INPUT START
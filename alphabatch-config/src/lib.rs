//! Configuration library for alphabatch.
//!
//! Loads the [`AppConfig`] used by the command line tool from an explicit
//! file, the environment, a default file or built-in defaults, and applies
//! guard rails before anything talks to the remote service.
#![allow(missing_docs)]

pub mod loader;
pub mod models;
pub mod validation;

pub use loader::{ConfigLoad, ConfigLoader, error::ConfigLoadError};
pub use models::{
    ApiConfig, AppConfig, ConfigSource, CredentialsConfig, PathsConfig,
};
pub use validation::{ConfigGuardRailError, validate};
use crate::error::{ModelError, Result};

/// Upper bound on simultaneously active simulations for one run.
#[derive(Debug, Clone, Copy, PartialEq, Eq, PartialOrd, Ord, Hash)]
#[cfg_attr(feature = "serde", derive(serde::Serialize, serde::Deserialize))]
#[cfg_attr(feature = "serde", serde(try_from = "u8", into = "u8"))]
pub struct MaxConcurrency(u8);

impl MaxConcurrency {
    pub const MIN: u8 = 1;
    pub const MAX: u8 = 5;

    pub fn new(value: u8) -> Result<Self> {
        if !(Self::MIN..=Self::MAX).contains(&value) {
            return Err(ModelError::OutOfRange {
                field: "max_concurrency",
                value: i64::from(value),
                min: i64::from(Self::MIN),
                max: i64::from(Self::MAX),
            });
        }
        Ok(MaxConcurrency(value))
    }

    pub fn get(&self) -> usize {
        usize::from(self.0)
    }
}

impl Default for MaxConcurrency {
    fn default() -> Self {
        MaxConcurrency(3)
    }
}

impl TryFrom<u8> for MaxConcurrency {
    type Error = ModelError;

    fn try_from(value: u8) -> Result<Self> {
        MaxConcurrency::new(value)
    }
}

impl From<MaxConcurrency> for u8 {
    fn from(value: MaxConcurrency) -> Self {
        value.0
    }
}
INPUT END
| PROBLEM TO WORK ON |
The line with "usize::from(self.0)" and all lines after it through the end of the data above: write these out exactly and add nothing.

| WRITTEN RESPONSE |
        usize::from(self.0)
    }
}

impl Default for MaxConcurrency {
    fn default() -> Self {
        MaxConcurrency(3)
    }
}

impl TryFrom<u8> for MaxConcurrency {
    type Error = ModelError;

    fn try_from(value: u8) -> Result<Self> {
        MaxConcurrency::new(value)
    }
}

impl From<MaxConcurrency> for u8 {
    fn from(value: MaxConcurrency) -> Self {
        value.0
    }
}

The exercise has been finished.